▶ _EXERCISE INSTRUCTIONS_
Please set down only the lines between the line containing "pub enum EntryStatus" and the end of the records, inclusive, exactly as they stand.

(Stored items)
################

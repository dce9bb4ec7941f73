// Copyright 2025 Adobe. All rights reserved.
// This file is licensed to you under the Apache License,
// Version 2.0 (http://www.apache.org/licenses/LICENSE-2.0)
// or the MIT license (http://opensource.org/licenses/MIT),
// at your option.

// Unless required by applicable law or agreed to in writing,
// this software is distributed on an "AS IS" BASIS, WITHOUT
// WARRANTIES OR REPRESENTATIONS OF ANY KIND, either express or
// implied. See the LICENSE-MIT and LICENSE-APACHE files for the
// specific language governing permissions and limitations under
// each license.

#[cfg(all(feature = "openssl", not(target_arch = "wasm32")))]
mod openssl;

mod registry;
mod rust_native;

pub(super) const SAMPLE_DATA: &[u8] = b"some sample content to sign";
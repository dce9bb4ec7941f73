// Copyright 2025 Adobe. All rights reserved.
// This file is licensed to you under the Apache License,
// Version 2.0 (http://www.apache.org/licenses/LICENSE-2.0)
// or the MIT license (http://opensource.org/licenses/MIT),
// at your option.

// Unless required by applicable law or agreed to in writing,
// this software is distributed on an "AS IS" BASIS, WITHOUT
// WARRANTIES OR REPRESENTATIONS OF ANY KIND, either express or
// implied. See the LICENSE-MIT and LICENSE-APACHE files for the
// specific language governing permissions and limitations under
// each license.

//! Known-answer sweep over a trust store.
//!
//! Every trust anchor is self-signed, so each one must verify under its own
//! public key. A provider that rejects any of them is broken.

use certkat_status_tracker::{log_item, status_codes, ErrorBehavior, StatusTracker};
use chrono::{DateTime, Utc};
use log::{info, warn};
use serde::{Deserialize, Serialize};
use thiserror::Error;
use web_time::Instant;

use crate::{
    trust_store::{EntryItem, TrustStore, TrustStoreEntry},
    Certificate, CertificateVerifier, KeyAlgorithm, VerificationError,
};

/// Selects which certificates a [`Sweep`] verifies.
#[derive(Clone, Copy, Debug, Default, Deserialize, Eq, PartialEq, Serialize)]
#[serde(rename_all = "snake_case")]
pub enum KeyFilter {
    /// RSA and RSA-PSS keys only.
    #[default]
    Rsa,

    /// Every key type.
    All,
}

impl KeyFilter {
    /// Return `true` if certificates with `key` should be verified.
    pub fn selects(&self, key: &KeyAlgorithm) -> bool {
        match self {
            Self::Rsa => key.is_rsa(),
            Self::All => true,
        }
    }
}

/// Verifies every selected certificate in a trust store under its own key.
#[derive(Debug, Default)]
pub struct Sweep {
    verifier: CertificateVerifier,
    key_filter: KeyFilter,
    validity_time: Option<DateTime<Utc>>,
}

impl Sweep {
    /// A sweep that checks RSA certificates with `verifier`.
    pub fn new(verifier: CertificateVerifier) -> Self {
        Self {
            verifier,
            key_filter: KeyFilter::default(),
            validity_time: None,
        }
    }

    /// Choose which key types are verified.
    pub fn key_filter(mut self, key_filter: KeyFilter) -> Self {
        self.key_filter = key_filter;
        self
    }

    /// Check validity periods against `at` instead of the current time.
    pub fn validity_time(mut self, at: DateTime<Utc>) -> Self {
        self.validity_time = Some(at);
        self
    }

    /// The verifier this sweep uses.
    pub fn verifier(&self) -> &CertificateVerifier {
        &self.verifier
    }

    /// Run the sweep and collect every outcome, regardless of failures.
    pub fn run_detailed(&self, store: &TrustStore) -> SweepReport {
        let mut tracker = StatusTracker::with_error_behavior(ErrorBehavior::ContinueWhenPossible);

        // ContinueWhenPossible never stops early.
        match self.run(store, &mut tracker) {
            Ok(report) => report,
            Err(_) => SweepReport::empty(self.verifier.registry().name()),
        }
    }

    /// Run the sweep, logging one item per entry to `tracker`.
    ///
    /// If `tracker` stops on the first error, the first failing entry ends
    /// the sweep with [`SweepError::Failed`].
    pub fn run(
        &self,
        store: &TrustStore,
        tracker: &mut StatusTracker,
    ) -> Result<SweepReport, SweepError> {
        let start = Instant::now();
        let now = self.validity_time.unwrap_or_else(Utc::now);
        let mut report = SweepReport::empty(self.verifier.registry().name());

        for entry in store.iter() {
            let outcome = self.check_entry(entry, now, tracker)?;
            report.push(outcome);
        }

        report.elapsed_ms = start.elapsed().as_millis() as u64;

        info!(
            "sweep with {}: {} verified, {} failed, {} skipped ({} ms)",
            report.provider, report.verified, report.failed, report.skipped, report.elapsed_ms
        );

        Ok(report)
    }

    fn check_entry(
        &self,
        entry: &TrustStoreEntry,
        now: DateTime<Utc>,
        tracker: &mut StatusTracker,
    ) -> Result<EntryOutcome, SweepError> {
        let alias = entry.alias().to_owned();

        let cert = match entry.item() {
            EntryItem::Certificate(cert) => cert.as_ref(),
            EntryItem::Other { label } => {
                warn!("Skipping alias {alias}");
                log_item!(
                    alias.clone(),
                    format!("not a certificate ({label})"),
                    "Sweep::check_entry"
                )
                .status_code(status_codes::ENTRY_SKIPPED)
                .informational(tracker);

                return Ok(EntryOutcome::skipped(alias, None, None));
            }
        };

        let key = cert.public_key().algorithm();
        let sig_alg = signature_algorithm_name(cert);

        if !self.key_filter.selects(key) {
            warn!("Skipping cert with key: {key}");
            log_item!(
                alias.clone(),
                format!("skipped certificate with {key} key"),
                "Sweep::check_entry"
            )
            .status_code(status_codes::ENTRY_SKIPPED)
            .informational(tracker);

            return Ok(EntryOutcome::skipped(
                alias,
                Some(key.to_string()),
                Some(sig_alg),
            ));
        }

        if !cert.is_valid_at(now) {
            log_item!(
                alias.clone(),
                format!(
                    "outside validity period ({} to {})",
                    cert.not_before(),
                    cert.not_after()
                ),
                "Sweep::check_entry"
            )
            .status_code(status_codes::VALIDITY_OUTSIDE)
            .informational(tracker);
        }

        match self.verifier.verify_self_signed(cert) {
            Ok(()) => {
                log_item!(alias.clone(), "signature verified", "Sweep::check_entry")
                    .status_code(status_codes::SIGNATURE_VERIFIED)
                    .success(tracker);

                Ok(EntryOutcome {
                    alias,
                    status: EntryStatus::Verified,
                    key_algorithm: Some(key.to_string()),
                    signature_algorithm: Some(sig_alg),
                    error: None,
                })
            }

            Err(err) => {
                warn!("{alias}: {err}");
                let outcome = EntryOutcome {
                    alias: alias.clone(),
                    status: EntryStatus::Failed,
                    key_algorithm: Some(key.to_string()),
                    signature_algorithm: Some(sig_alg),
                    error: Some(err.to_string()),
                };

                log_item!(alias.clone(), err.to_string(), "Sweep::check_entry")
                    .status_code(err.status_code())
                    .failure(tracker, err)
                    .map_err(|source| SweepError::Failed { alias, source })?;

                Ok(outcome)
            }
        }
    }
}

fn signature_algorithm_name(cert: &Certificate) -> String {
    cert.signature_algorithm()
        .map(|alg| alg.to_string())
        .unwrap_or_else(|| cert.signature_algorithm_oid().to_owned())
}

/// Result of a [`Sweep`] over a whole trust store.
#[derive(Clone, Debug, Serialize)]
pub struct SweepReport {
    /// Name of the provider that was exercised
    pub provider: String,

    /// One outcome per trust-store entry, in store order
    pub entries: Vec<EntryOutcome>,

    /// Number of certificates that verified
    pub verified: usize,

    /// Number of certificates that did not verify
    pub failed: usize,

    /// Number of entries that were not checked
    pub skipped: usize,

    /// Wall-clock duration of the sweep
    pub elapsed_ms: u64,
}

impl SweepReport {
    fn empty(provider: &str) -> Self {
        Self {
            provider: provider.to_owned(),
            entries: vec![],
            verified: 0,
            failed: 0,
            skipped: 0,
            elapsed_ms: 0,
        }
    }

    fn push(&mut self, outcome: EntryOutcome) {
        match outcome.status {
            EntryStatus::Verified => self.verified += 1,
            EntryStatus::Failed => self.failed += 1,
            EntryStatus::Skipped => self.skipped += 1,
        }
        self.entries.push(outcome);
    }

    /// Return `true` if no entry failed.
    pub fn passed(&self) -> bool {
        self.failed == 0
    }

    /// Outcomes of entries that failed.
    pub fn failures(&self) -> impl Iterator<Item = &EntryOutcome> {
        self.entries
            .iter()
            .filter(|e| e.status == EntryStatus::Failed)
    }
}

/// What happened to one trust-store entry.
#[derive(Clone, Debug, Eq, PartialEq, Serialize)]
pub struct EntryOutcome {
    /// Entry alias
    pub alias: String,

    /// Whether the entry verified, failed, or was skipped
    pub status: EntryStatus,

    /// Public key algorithm, for certificate entries
    #[serde(skip_serializing_if = "Option::is_none")]
    pub key_algorithm: Option<String>,

    /// Signature algorithm name or OID, for certificate entries
    #[serde(skip_serializing_if = "Option::is_none")]
    pub signature_algorithm: Option<String>,

    /// Why verification failed
    #[serde(skip_serializing_if = "Option::is_none")]
    pub error: Option<String>,
}

impl EntryOutcome {
    fn skipped(
        alias: String,
        key_algorithm: Option<String>,
        signature_algorithm: Option<String>,
    ) -> Self {
        Self {
            alias,
            status: EntryStatus::Skipped,
            key_algorithm,
            signature_algorithm,
            error: None,
        }
    }
}

/// Classifies an [`EntryOutcome`].
#[derive(Clone, Copy, Debug, Eq, PartialEq, Serialize)]
#[serde(rename_all = "snake_case")]
pub enum EntryStatus {
    /// The certificate verified under its own key.
    Verified,

    /// The certificate did not verify.
    Failed,

    /// The entry was not checked.
    Skipped,
}

/// Returned when a sweep configured to stop on the first error meets one.
#[derive(Debug, Eq, Error, PartialEq)]
#[non_exhaustive]
pub enum SweepError {
    /// The named entry failed verification.
    #[error("{alias}: {source}")]
    Failed {
        /// Alias of the failing entry
        alias: String,

        /// Why it failed
        source: VerificationError,
    },
}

################

▶ _YOUR RESPONSE_
pub enum EntryStatus {
    /// The certificate verified under its own key.
    Verified,

    /// The certificate did not verify.
    Failed,

    /// The entry was not checked.
    Skipped,
}

/// Returned when a sweep configured to stop on the first error meets one.
#[derive(Debug, Eq, Error, PartialEq)]
#[non_exhaustive]
pub enum SweepError {
    /// The named entry failed verification.
    #[error("{alias}: {source}")]
    Failed {
        /// Alias of the failing entry
        alias: String,

        /// Why it failed
        source: VerificationError,
    },
}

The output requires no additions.